Le nouveau régime auquel j’avais été soumis, grâce au docteur Murderer, apaisa un peu mes nerfs ; les tremblements qui m’agitaient devinrent moins violents, mais les étourdissements persistèrent, et c’étaient eux qui m’inquiétaient le plus, car je craignais qu’ils ne me prissent au moment où je serais en train de tourner le « moulin ». De plus, je faisais de la neurasthénie, ce qui n’a rien d’étonnant avec un régime pareil, et la confiance que j’avais eue en l’avenir m’abandonnait peu à peu…

Ce qu’il m’eût fallu, c’était une cure d’air mais peut-être deviendrait-elle inutile si mon incarcération se prolongeait.

Un matin que j’étais exempt de Tread-Mill, la cloche de notre chapelle se mit à sonner tristement, à petits coups étouffés, comme honteuse d’avoir encore à annoncer la mort d’un détenu…

C’est effrayant ce qu’il mourait de monde à Reading, depuis quelques semaines !

En entendant ce glas, je me mis à pleurer.

Pourquoi ? Je n’aurais pu le dire. Ce n’était pas la première fois que j’entendais tinter la « gloomy » (c’est ainsi que l’on appelait la cloche du temple) et jamais je ne m’étais senti ému comme ce jour-là.

Était-ce pressentiment, crainte ou pitié ? Je n’aurais pu le dire. Ce qu’il y a de certain, c’est que j’étais troublé au delà de toute expression et que je souffrais le martyre. Quand le geôlier vint m’apporter ma pitance, je ne pus résister au désir de l’interroger. C’était un brave garçon qui ne dédaignait pas, à certains moments, de tailler une bavette avec moi. Il avait fait la guerre en Afghanistan et aimait à raconter ses exploits, comme la plupart des militaires qui ont vu le feu de près ou même de loin.

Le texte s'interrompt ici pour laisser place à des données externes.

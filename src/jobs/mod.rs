//! Jobs module - the independent asset generation jobs
//!
//! Every job reads only embedded data, writes only its own output files and
//! returns the console lines it wants printed. Jobs share nothing, so a
//! failing job leaves the others' files alone.

mod access_flow;
mod org_chart;
mod projection;
mod tables;

use crate::charts::ChartError;
use crate::data::{DatasetKind, ExportError};
use rayon::prelude::*;
use std::path::{Path, PathBuf};
use thiserror::Error;

pub use access_flow::access_flow_scene;
pub use org_chart::org_chart_scene;
pub use projection::revenue_projection;

#[derive(Error, Debug)]
pub enum JobError {
    #[error(transparent)]
    Export(#[from] ExportError),
    #[error(transparent)]
    Chart(#[from] ChartError),
    #[error("Cannot create output directory {}: {source}", .path.display())]
    OutputDir {
        path: PathBuf,
        #[source]
        source: std::io::Error,
    },
}

/// Where jobs write their files.
#[derive(Debug, Clone)]
pub struct RunConfig {
    pub out_dir: PathBuf,
}

impl Default for RunConfig {
    fn default() -> Self {
        Self {
            out_dir: PathBuf::from("."),
        }
    }
}

impl RunConfig {
    pub fn new(out_dir: impl Into<PathBuf>) -> Self {
        Self {
            out_dir: out_dir.into(),
        }
    }

    /// Full path of an output file.
    pub fn path(&self, file_name: &str) -> PathBuf {
        self.out_dir.join(file_name)
    }

    /// Make sure the output directory exists.
    pub fn prepare(&self) -> Result<(), JobError> {
        std::fs::create_dir_all(&self.out_dir).map_err(|source| JobError::OutputDir {
            path: self.out_dir.clone(),
            source,
        })
    }

    pub fn out_dir(&self) -> &Path {
        &self.out_dir
    }
}

/// What a finished job produced.
#[derive(Debug, Clone, PartialEq)]
pub struct JobReport {
    pub job: &'static str,
    pub files: Vec<PathBuf>,
    /// Console summary, printed verbatim.
    pub lines: Vec<String>,
}

#[derive(Debug, Clone, Copy, PartialEq, Eq)]
pub enum Job {
    Tables {
        /// Restrict to one table; all five when `None`.
        dataset: Option<DatasetKind>,
        verify: bool,
    },
    Projection,
    AccessFlow,
    OrgChart,
}

impl Job {
    /// Every job with default options, in console order.
    pub fn all() -> Vec<Job> {
        vec![
            Job::Tables {
                dataset: None,
                verify: false,
            },
            Job::Projection,
            Job::AccessFlow,
            Job::OrgChart,
        ]
    }

    pub fn name(&self) -> &'static str {
        match self {
            Job::Tables { .. } => "tables",
            Job::Projection => "projection",
            Job::AccessFlow => "access-flow",
            Job::OrgChart => "org-chart",
        }
    }

    pub fn run(&self, config: &RunConfig) -> Result<JobReport, JobError> {
        match *self {
            Job::Tables { dataset, verify } => tables::run(dataset, verify, config),
            Job::Projection => projection::run(config),
            Job::AccessFlow => access_flow::run(config),
            Job::OrgChart => org_chart::run(config),
        }
    }
}

/// Outcome of one job in a batch.
#[derive(Debug)]
pub struct JobOutcome {
    pub job: Job,
    pub result: Result<JobReport, JobError>,
}

impl JobOutcome {
    pub fn is_ok(&self) -> bool {
        self.result.is_ok()
    }
}

/// Run `jobs` in parallel. Outcomes come back in input order.
pub fn run_all(jobs: &[Job], config: &RunConfig) -> Vec<JobOutcome> {
    jobs.par_iter()
        .map(|job| {
            let span = tracing::info_span!("job", name = job.name());
            let _guard = span.enter();

            let result = job.run(config);
            match &result {
                Ok(report) => tracing::debug!(files = report.files.len(), "job finished"),
                Err(e) => tracing::error!(error = %e, "job failed"),
            }
            JobOutcome { job: *job, result }
        })
        .collect()
}

#[cfg(test)]
mod tests {
    use super::*;

    #[test]
    fn test_job_names() {
        let names: Vec<&str> = Job::all().iter().map(Job::name).collect();
        assert_eq!(names, vec!["tables", "projection", "access-flow", "org-chart"]);
    }

    #[test]
    fn test_config_paths() {
        let config = RunConfig::new("/tmp/assets");
        assert_eq!(
            config.path("a.csv"),
            PathBuf::from("/tmp/assets").join("a.csv")
        );
        assert_eq!(RunConfig::default().out_dir(), Path::new("."));
    }

    #[test]
    fn test_prepare_creates_nested_dir() {
        let dir = tempfile::tempdir().unwrap();
        let config = RunConfig::new(dir.path().join("a").join("b"));

        config.prepare().unwrap();
        assert!(config.out_dir().is_dir());
    }

    #[test]
    fn test_run_all_keeps_input_order() {
        let dir = tempfile::tempdir().unwrap();
        let config = RunConfig::new(dir.path());
        let jobs = [
            Job::Tables {
                dataset: Some(DatasetKind::SecurityMeasures),
                verify: true,
            },
            Job::Tables {
                dataset: Some(DatasetKind::UiStructure),
                verify: false,
            },
        ];

        let outcomes = run_all(&jobs, &config);

        assert_eq!(outcomes.len(), 2);
        assert!(outcomes.iter().all(JobOutcome::is_ok));
        assert_eq!(outcomes[0].job, jobs[0]);
        assert_eq!(outcomes[1].job, jobs[1]);
        assert!(config.path("eduhire_admin_security_measures.csv").exists());
        assert!(config.path("eduhire_admin_ui_structure.csv").exists());
    }
}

— Savez-vous qui est mort ce matin, lui demandai-je. Oui, dit-il à voix basse (car Œil-de-Crabe rôdait dans les environs), c’est le numéro 34…

— Le 34 ?…

— Oui, celui qui était votre voisin de cellule, il y a quelques jours encore… Il paraît qu’il a eu une mort affreuse… Il était devenu comme fou et on a été obligé de lui mettre la camisole de force… Ah ! certes, le pauvre diable est plus heureux « comme ça »… Au moins, il ne souffre plus…

Et le geôlier qui avait encore conservé la faculté de s’émouvoir, sortit en disant :

— Il avait pourtant l’air d’un bon garçon !… c’était doux comme une petite fille… et si poli !… Sûr qu’on lui pardonnera là-haut !

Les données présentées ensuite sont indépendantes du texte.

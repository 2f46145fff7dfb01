//! Planning Datasets Module
//! The five Eduhire admin planning tables, embedded as JSON at compile time.
//!
//! Each asset is an array of objects; the key order of the first object is the
//! column order of the exported CSV.

use super::ExportError;
use indexmap::IndexMap;

/// One table row: column name -> cell text, in column order.
pub type Record = IndexMap<String, String>;

/// Which planning table a dataset holds.
#[derive(Debug, Clone, Copy, PartialEq, Eq, Hash, clap::ValueEnum)]
pub enum DatasetKind {
    /// Backend API, request body and frontend component per admin feature
    TechnicalImplementation,
    /// Admin UI sections with routes and access roles
    UiStructure,
    /// Feature breakdown by module with priority and complexity
    DashboardFeatures,
    /// Threats and mitigations per security category
    SecurityMeasures,
    /// Launch tasks by phase
    LaunchChecklist,
}

impl DatasetKind {
    pub const ALL: [DatasetKind; 5] = [
        DatasetKind::TechnicalImplementation,
        DatasetKind::UiStructure,
        DatasetKind::DashboardFeatures,
        DatasetKind::SecurityMeasures,
        DatasetKind::LaunchChecklist,
    ];

    /// Output file name of the exported CSV.
    pub fn file_name(self) -> &'static str {
        match self {
            Self::TechnicalImplementation => "eduhire_admin_technical_implementation.csv",
            Self::UiStructure => "eduhire_admin_ui_structure.csv",
            Self::DashboardFeatures => "eduhire_admin_dashboard_features.csv",
            Self::SecurityMeasures => "eduhire_admin_security_measures.csv",
            Self::LaunchChecklist => "eduhire_admin_launch_checklist.csv",
        }
    }

    fn source(self) -> &'static str {
        match self {
            Self::TechnicalImplementation => include_str!(concat!(
                env!("CARGO_MANIFEST_DIR"),
                "/assets/tables/technical_implementation.json"
            )),
            Self::UiStructure => include_str!(concat!(
                env!("CARGO_MANIFEST_DIR"),
                "/assets/tables/ui_structure.json"
            )),
            Self::DashboardFeatures => include_str!(concat!(
                env!("CARGO_MANIFEST_DIR"),
                "/assets/tables/dashboard_features.json"
            )),
            Self::SecurityMeasures => include_str!(concat!(
                env!("CARGO_MANIFEST_DIR"),
                "/assets/tables/security_measures.json"
            )),
            Self::LaunchChecklist => include_str!(concat!(
                env!("CARGO_MANIFEST_DIR"),
                "/assets/tables/launch_checklist.json"
            )),
        }
    }
}

/// A parsed planning table.
#[derive(Debug, Clone)]
pub struct Dataset {
    pub kind: DatasetKind,
    pub rows: Vec<Record>,
}

impl Dataset {
    /// Parse the embedded table for `kind`.
    pub fn load(kind: DatasetKind) -> Result<Self, ExportError> {
        let rows: Vec<Record> =
            serde_json::from_str(kind.source()).map_err(|source| ExportError::Dataset {
                name: kind.file_name(),
                source,
            })?;
        Ok(Self { kind, rows })
    }

    pub fn len(&self) -> usize {
        self.rows.len()
    }

    pub fn is_empty(&self) -> bool {
        self.rows.is_empty()
    }

    /// Column names in export order.
    pub fn columns(&self) -> Vec<&str> {
        self.rows
            .first()
            .map(|row| row.keys().map(String::as_str).collect())
            .unwrap_or_default()
    }

    /// Count rows per distinct value of `column`, in first-seen order.
    pub fn count_by(&self, column: &str) -> IndexMap<String, usize> {
        let mut counts: IndexMap<String, usize> = IndexMap::new();
        for value in self.rows.iter().filter_map(|row| row.get(column)) {
            *counts.entry(value.clone()).or_default() += 1;
        }
        counts
    }
}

Je me jetai sur mon lit et me mis à sangloter…

Pauvre Crafty !… Pauvre Crafty !…

Ainsi, c’était lui !… Ah ! je m’expliquais maintenant pourquoi cette maudite cloche m’avait tant troublé !… Il y avait entre Crafty et moi un lien que la mort elle-même n’était point parvenue à rompre, et, par une sorte de télépathie indéniable, nos deux âmes communiaient étroitement dans la religion du souvenir… Sa pensée était venue à moi, à travers les murs de la prison, et la mienne maintenant allait à lui !…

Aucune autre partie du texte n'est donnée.